Un jour la conversation tomba sur l’hôpital-général. Elle m’en fit toute l’histoire. « Je l’ai vu changer bien des fois, me dit-elle. Il n’y avait nulle honte à y être, car on y avait connu les personnes les plus respectées. Sous le premier empire, avant les indemnités, il servit d’asile aux vieilles demoiselles nobles les mieux élevées. On les voyait rangées à la porte sur de pauvres chaises. Jamais on ne surprit chez elles un murmure ; cependant, quand elles apercevaient venir de loin les acquéreurs des biens de leur famille, personnes relativement grossières et bourgeoises, roulant équipage et étalant leur luxe, elles rentraient et allaient prier à la chapelle afin de ne pas les rencontrer.
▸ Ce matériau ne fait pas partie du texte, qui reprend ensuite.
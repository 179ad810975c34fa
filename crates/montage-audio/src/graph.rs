//! The audio mixing graph.
//!
//! Wraps playable media elements into per-source nodes
//! (`element → gain → fade → master`) and owns the one-time binding of an
//! element into the graph.

use std::collections::HashMap;

use montage_core::Result;
use tracing::{debug, warn};
use uuid::Uuid;

use crate::envelope::FadeEnvelope;

/// A playable audio sink the graph can drive.
///
/// Real hosts wrap their player objects; tests use scripted fakes.
pub trait AudioElement {
    fn play(&mut self) -> Result<()>;
    fn pause(&mut self);
    fn seek(&mut self, seconds: f64) -> Result<()>;
    /// Apply the resolved output gain. Called every graph tick.
    fn set_gain(&mut self, gain: f64);
}

struct SourceNode<E> {
    element: E,
    gain: f64,
    envelope: FadeEnvelope,
}

/// Mixing graph: per-source gain and fade envelope into a shared master bus.
pub struct AudioGraph<E: AudioElement> {
    sources: HashMap<Uuid, SourceNode<E>>,
    master: f64,
    activated: bool,
}

impl<E: AudioElement> AudioGraph<E> {
    /// Create a suspended graph. Call [`resume`](Self::resume) before use.
    pub fn new() -> Self {
        Self {
            sources: HashMap::new(),
            master: 1.0,
            activated: false,
        }
    }

    /// Activate the output route.
    ///
    /// Callers invoke this lazily before first use and must tolerate an
    /// error from backends that cannot open an output route yet; until
    /// activation the graph falls back to pushing gains straight at the
    /// elements, which is also what this in-process implementation does
    /// after activation.
    pub fn resume(&mut self) -> Result<()> {
        if !self.activated {
            self.activated = true;
            debug!("audio graph activated");
        }
        Ok(())
    }

    pub fn is_active(&self) -> bool {
        self.activated
    }

    /// Bind an element into the graph under `source_id` with the resolved
    /// base gain (clip volume × track volume).
    ///
    /// Binding is one-time per source id: a second call for an id already
    /// bound is a no-op that keeps the existing node and returns `false`.
    pub fn bind(&mut self, source_id: Uuid, element: E, gain: f64) -> bool {
        if self.sources.contains_key(&source_id) {
            warn!(%source_id, "rebind rejected; reusing existing audio node");
            return false;
        }
        let mut node = SourceNode {
            element,
            gain,
            envelope: FadeEnvelope::new(),
        };
        node.element.set_gain(gain * self.master);
        self.sources.insert(source_id, node);
        true
    }

    /// Whether `source_id` currently has a node in the graph.
    pub fn is_bound(&self, source_id: Uuid) -> bool {
        self.sources.contains_key(&source_id)
    }

    /// Number of bound sources.
    pub fn len(&self) -> usize {
        self.sources.len()
    }

    pub fn is_empty(&self) -> bool {
        self.sources.is_empty()
    }

    /// Seek the underlying element of a bound source.
    pub fn seek(&mut self, source_id: Uuid, seconds: f64) -> Result<()> {
        if let Some(node) = self.sources.get_mut(&source_id) {
            node.element.seek(seconds)?;
        }
        Ok(())
    }

    /// Start playback of a bound source.
    pub fn play(&mut self, source_id: Uuid) -> Result<()> {
        if let Some(node) = self.sources.get_mut(&source_id) {
            node.element.play()?;
        }
        Ok(())
    }

    /// Set the base gain of a bound source.
    pub fn set_volume(&mut self, source_id: Uuid, value: f64, now: f64) {
        if let Some(node) = self.sources.get_mut(&source_id) {
            node.gain = value.max(0.0);
            let env = node.envelope.value_at(now);
            node.element.set_gain(node.gain * env * self.master);
        }
    }

    /// Linear fade-in ramp `from`→1 over `duration` seconds, starting now.
    pub fn apply_fade_in(&mut self, source_id: Uuid, from: f64, duration: f64, now: f64) {
        if let Some(node) = self.sources.get_mut(&source_id) {
            node.envelope.ramp(from.clamp(0.0, 1.0), 1.0, duration, now);
        }
    }

    /// Linear fade-out ramp `from`→0 over `duration` seconds, starting now.
    pub fn apply_fade_out(&mut self, source_id: Uuid, from: f64, duration: f64, now: f64) {
        if let Some(node) = self.sources.get_mut(&source_id) {
            node.envelope.ramp(from.clamp(0.0, 1.0), 0.0, duration, now);
        }
    }

    /// Master bus volume, clamped to [0, 1].
    pub fn set_master_volume(&mut self, value: f64, now: f64) {
        self.master = value.clamp(0.0, 1.0);
        self.tick(now);
    }

    pub fn master_volume(&self) -> f64 {
        self.master
    }

    /// Advance every envelope and push resolved gains to the elements.
    pub fn tick(&mut self, now: f64) {
        for node in self.sources.values_mut() {
            let env = node.envelope.value_at(now);
            node.element.set_gain(node.gain * env * self.master);
        }
    }

    /// Disconnect and forget a source, returning its element for teardown.
    pub fn unbind(&mut self, source_id: Uuid) -> Option<E> {
        self.sources.remove(&source_id).map(|mut node| {
            node.element.pause();
            node.element
        })
    }

    /// Disconnect every source. No bound-but-orphaned element survives.
    pub fn unbind_all(&mut self) {
        for (_, mut node) in self.sources.drain() {
            node.element.pause();
        }
    }
}

impl<E: AudioElement> Default for AudioGraph<E> {
    fn default() -> Self {
        Self::new()
    }
}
C’était moins pour s’éviter à elles-mêmes un regret sur des biens dont elles avaient fait le sacrifice à Dieu que par délicatesse, de peur que leur présence ne parût un reproche à ces parvenus. Plus tard, les rôles furent bien changés ; mais l’hôpital continua de recevoir toutes sortes d’épaves. Là mourut le pauvre Pierre Renan, ton oncle, qui mena toujours une vie de vagabond et passait sa vie dans les cabarets à lire aux buveurs les livres qu’il prenait chez nous, et le bonhomme Système, que les prêtres n’aimaient pas, quoique ce fût un homme de bien, et Gode, la vieille sorcière, qui, le lendemain de ta naissance, alla consulter pour toi l’étang du Minihi, et Marguerite Calvez, qui fit un faux serment et fut frappée d’une maladie de consomption le jour où elle sut que l’on avait adjuré saint Yves-de-la-Vérité de la faire mourir dans l’année[1].

— Et cette folle, lui dis-je, qui était d’ordinaire sous l’auvent, et qui nous faisait peur à Guyomar et à moi ?

Elle réfléchit un moment pour voir de qui je parlais, et, reprenant vivement : — Ah ! celle-là, mon fils, c’était la fille du broyeur de lin.

  1. Je raconterai peut-être un jour ces histoires.